Verschärft werden diese noch durch die zumindest in Thüringen besonders problematische politische Situation, dass es an einer mit parlamentarischen Mehrheiten ausgestatteten Regierung und einem rechtzeitig verabschiedeten Landeshaushalt mangelt. Dies ist vor allem für die öffentlich verantwortete Erwachsenenbildung problematisch, weil nun die durch Corona schon sehr unsicher gewordenen Planungshorizonte für Kurs- und Veranstaltungsorganisation auch noch von der Finanzierungsseite her mit zusätzlicher Unsicherheit belastet werden.
Das Überhandnehmen von Projektfinanzierungen mit ganz kurzen Planungshorizonten führt bei Einrichtungen und v. a. bei Beschäftigten zu weiterer Verunsicherung. Zumal, wenn im Ergebnis zwar die Fördermittel und -programme zunehmen, die Zeithorizonte ihrer Umsetzung aber immer kürzer werden.
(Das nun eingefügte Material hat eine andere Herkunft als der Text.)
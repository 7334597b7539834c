//! Trigger receiver and the tick pipeline.
//!
//! A tick is one bounded pass of detect → schedule → execute → report.
//! Detectors run on the async runtime; everything that touches SQLite runs
//! on the blocking pool. Only `AuthError` is returned to the caller. Any
//! other failure is logged, stored and listed in the response's `errors`.

use std::sync::Arc;
use std::time::Instant;

use chrono::{DateTime, Utc};
use serde::{Deserialize, Serialize};
use sha2::{Digest, Sha256};

use crate::db::Admission;
use crate::detectors::{run_detectors, DetectorContext};
use crate::error::AuthError;
use crate::executor::execute_batch;
use crate::report::generate_report;
use crate::scheduler::{requeue_failures, schedule_directives, schedule_findings};
use crate::state::AgentState;
use crate::types::{NewFinding, TriggerSource};
use crate::util::{tick_clock, ts};

/// An invocation as it arrives: an `Authorization` header value, a manual
/// flag, or both. A credential takes precedence over the manual flag.
#[derive(Debug, Clone, Default)]
pub struct TriggerRequest {
    pub authorization: Option<String>,
    pub manual: bool,
}

impl TriggerRequest {
    pub fn bearer(secret: &str) -> Self {
        Self {
            authorization: Some(format!("Bearer {}", secret)),
            manual: false,
        }
    }

    pub fn manual() -> Self {
        Self {
            authorization: None,
            manual: true,
        }
    }
}

#[derive(Debug, Clone, Default, Serialize, Deserialize)]
#[serde(rename_all = "camelCase")]
pub struct TickResponse {
    pub tasks_processed: usize,
    pub findings_created: usize,
    pub duration_ms: u64,
    pub errors: Vec<String>,
}

/// Verify a bearer `Authorization` value against the configured secret.
///
/// Both sides are hashed first so the comparison does not short-circuit on a
/// matching prefix of the secret.
pub fn check_bearer(authorization: &str, secret: Option<&str>) -> Result<(), AuthError> {
    let secret = secret.filter(|s| !s.is_empty()).ok_or(AuthError::NotConfigured)?;
    let token = authorization
        .trim()
        .strip_prefix("Bearer ")
        .map(str::trim)
        .filter(|t| !t.is_empty())
        .ok_or(AuthError::InvalidCredential)?;

    if Sha256::digest(token.as_bytes()) == Sha256::digest(secret.as_bytes()) {
        Ok(())
    } else {
        Err(AuthError::InvalidCredential)
    }
}

/// Run `f` against the shared state on the blocking pool.
async fn blocking<T, F>(state: &Arc<AgentState>, f: F) -> Result<T, String>
where
    T: Send + 'static,
    F: FnOnce(&AgentState) -> T + Send + 'static,
{
    let state = Arc::clone(state);
    tokio::task::spawn_blocking(move || f(&state))
        .await
        .map_err(|e| format!("blocking task failed: {}", e))
}

/// Authenticate and record an invocation. Rejections happen before anything
/// is written. Returns the trigger_log id when recording succeeded.
async fn admit(
    state: &Arc<AgentState>,
    request: &TriggerRequest,
    now: DateTime<Utc>,
    errors: &mut Vec<String>,
) -> Result<Option<String>, AuthError> {
    if let Some(authorization) = &request.authorization {
        check_bearer(authorization, state.config.trigger_secret.as_deref())?;
        let recorded = blocking(state, move |s| {
            s.lock_db()
                .begin_trigger(TriggerSource::Scheduled, &ts(now))
                .map_err(|e| e.to_string())
        })
        .await
        .and_then(|r| r);
        return Ok(match recorded {
            Ok(id) => Some(id),
            Err(e) => {
                log::error!("Trigger: failed to record scheduled trigger: {}", e);
                errors.push(format!("trigger log: {}", e));
                None
            }
        });
    }

    if !request.manual {
        return Err(AuthError::MissingCredential);
    }
    if !state.config.manual_trigger.enabled {
        return Err(AuthError::ManualDisabled);
    }

    let min_interval = state.config.manual_trigger.min_interval_secs;
    let admission = blocking(state, move |s| {
        s.lock_db()
            .admit_manual_trigger(now, min_interval)
            .map_err(|e| e.to_string())
    })
    .await
    .and_then(|r| r);
    match admission {
        Ok(Admission::Admitted(id)) => Ok(Some(id)),
        Ok(Admission::RateLimited { retry_after_secs }) => {
            log::info!("Trigger: manual trigger rate limited for {}s", retry_after_secs);
            Err(AuthError::RateLimited { retry_after_secs })
        }
        Err(e) => {
            // The rate limit cannot be checked; run anyway and say so.
            log::error!("Trigger: failed to check manual rate limit: {}", e);
            errors.push(format!("trigger log: {}", e));
            Ok(None)
        }
    }
}

/// Entry point for every invocation: authenticate, run one tick, record it.
pub async fn handle_trigger(
    state: Arc<AgentState>,
    request: TriggerRequest,
    now: DateTime<Utc>,
) -> Result<TickResponse, AuthError> {
    let mut admission_errors = Vec::new();
    let trigger_id = admit(&state, &request, now, &mut admission_errors).await?;
    log::info!(
        "Trigger: accepted {} invocation",
        if request.authorization.is_some() { "scheduled" } else { "manual" }
    );

    let mut response = run_tick(Arc::clone(&state), now).await;
    admission_errors.append(&mut response.errors);
    response.errors = admission_errors;

    if let Some(id) = trigger_id {
        let finished_at = ts(now + chrono::Duration::milliseconds(response.duration_ms as i64));
        let json = serde_json::to_string(&response).unwrap_or_default();
        let finished = blocking(&state, move |s| {
            s.lock_db()
                .finish_trigger(&id, &finished_at, &json)
                .map_err(|e| e.to_string())
        })
        .await
        .and_then(|r| r);
        if let Err(e) = finished {
            log::error!("Trigger: failed to record tick result: {}", e);
        }
    }

    Ok(response)
}

#[derive(Debug, Default)]
struct PipelineOutcome {
    findings_created: usize,
    tasks_processed: usize,
    errors: Vec<String>,
}

/// One tick without authentication. Never fails.
pub async fn run_tick(state: Arc<AgentState>, now: DateTime<Utc>) -> TickResponse {
    let started = Instant::now();
    log::info!("Tick: starting at {}", ts(now));

    let ctx = DetectorContext { now };
    let detected = run_detectors(&state.detectors, &ctx, &state.config.detectors).await;

    let outcome = blocking(&state, move |s| run_pipeline(s, detected, now, started))
        .await
        .unwrap_or_else(|e| PipelineOutcome {
            errors: vec![e],
            ..Default::default()
        });

    let response = TickResponse {
        tasks_processed: outcome.tasks_processed,
        findings_created: outcome.findings_created,
        duration_ms: started.elapsed().as_millis() as u64,
        errors: outcome.errors,
    };
    log::info!(
        "Tick: {} findings created, {} tasks processed, {} errors in {}ms",
        response.findings_created,
        response.tasks_processed,
        response.errors.len(),
        response.duration_ms
    );
    response
}

/// The synchronous phases, strictly in order: persist findings, schedule,
/// execute, report.
fn run_pipeline(
    state: &AgentState,
    detected: Vec<NewFinding>,
    now: DateTime<Utc>,
    started: Instant,
) -> PipelineOutcome {
    let mut out = PipelineOutcome::default();
    let clock = || tick_clock(now, started);
    let db = state.lock_db();

    for finding in &detected {
        match db.dedupe_upsert_finding(finding, &ts(clock())) {
            Ok(upserted) if upserted.is_created() => {
                log::info!(
                    "Tick: new {} finding {}: {}",
                    finding.severity,
                    upserted.id(),
                    finding.description
                );
                out.findings_created += 1;
            }
            Ok(_) => {}
            Err(e) => out.errors.push(format!("persist finding {}: {}", finding.location, e)),
        }
    }

    if let Some(source) = &state.directives {
        match source.load() {
            Ok(directives) => {
                if let Err(e) = schedule_directives(&db, &directives, &ts(clock())) {
                    out.errors.push(format!("schedule directives: {}", e));
                }
            }
            Err(e) => out.errors.push(format!("load directives: {}", e)),
        }
    }

    if let Err(e) = schedule_findings(&db, state.config.severity_threshold, &ts(clock())) {
        out.errors.push(format!("schedule findings: {}", e));
    }
    if let Err(e) = requeue_failures(&db, &state.config.executor, clock()) {
        out.errors.push(format!("requeue failures: {}", e));
    }

    match execute_batch(state, &db, now, started) {
        Ok(summary) => {
            out.tasks_processed = summary.processed;
            out.errors.extend(summary.errors);
        }
        Err(e) => out.errors.push(format!("execute: {}", e)),
    }

    let report = generate_report(
        &db,
        clock(),
        state.config.report_window_hours,
        state.config.executor.max_attempts,
    );
    drop(db);
    match report {
        Ok((_, report)) => {
            if let Err(e) = state.sink.deliver(&report) {
                out.errors.push(format!("deliver report: {}", e));
            }
        }
        Err(e) => out.errors.push(format!("report: {}", e)),
    }

    out
}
Was nutzen millionenschwere Programme, wenn sie gesteuert werden als ginge es um Brosamen vom Tisch zufälliger politischer Mehrheiten mit kaum absehbarem Verfallsdatum?
Bildung auf Halde
In Ministerien und Verwaltungen wird zudem offensichtlich allzu häufig davon ausgegangen, dass man Bildung „auf Lager halten“ könne, und bei Bedarf ausliefere. Ein prägnantes Beispiel dafür, das auch unsere Schulkolleg:innen sicherlich gut nachvollziehen können, ist letztes Jahr im Frühsommer geschehen: Ferienkurse für Schüler:innen. Wie sagte es eine hierfür zuständige Volkhochschulmitarbeiterin: „Wie bei der Deutschen Bahn. Beim ersten Schneefall fällt denen auf, dass auch dieses Jahr wieder Winter sein wird. Beim Kultus heißt der Bahnwinter Sommerferien“ Hintergrund war, dass im März 2021 mitten im Corona-Hoch massiv Mittel für Ferienkurse zur Verfügung standen. Auch die Erwachsenenbildung sollte eingebunden werden, aber viel kam bei der Stachanow-Kampagne nicht rum.
Corona-Management
Das ließe sich auch auf das regionale Corona-Management übertragen. Einheitliche Regeln? Fehlanzeige. Misslich für landesweit agierende Einrichtungen. Höherer Organisationsaufwand, weniger generelle Nachfrage und unsichere und niedrigere Teilnehmendenzahlen bei allgemein höheren Aufwendungen je Kurs und vor allem Teilnehmenden. Überforderung der Leitungen undMitarbeiter:innen, zunehmender Frust wegen viel Vorbereitung und wenig Realisierung. Man muss seinen Beruf schon sehr lieben …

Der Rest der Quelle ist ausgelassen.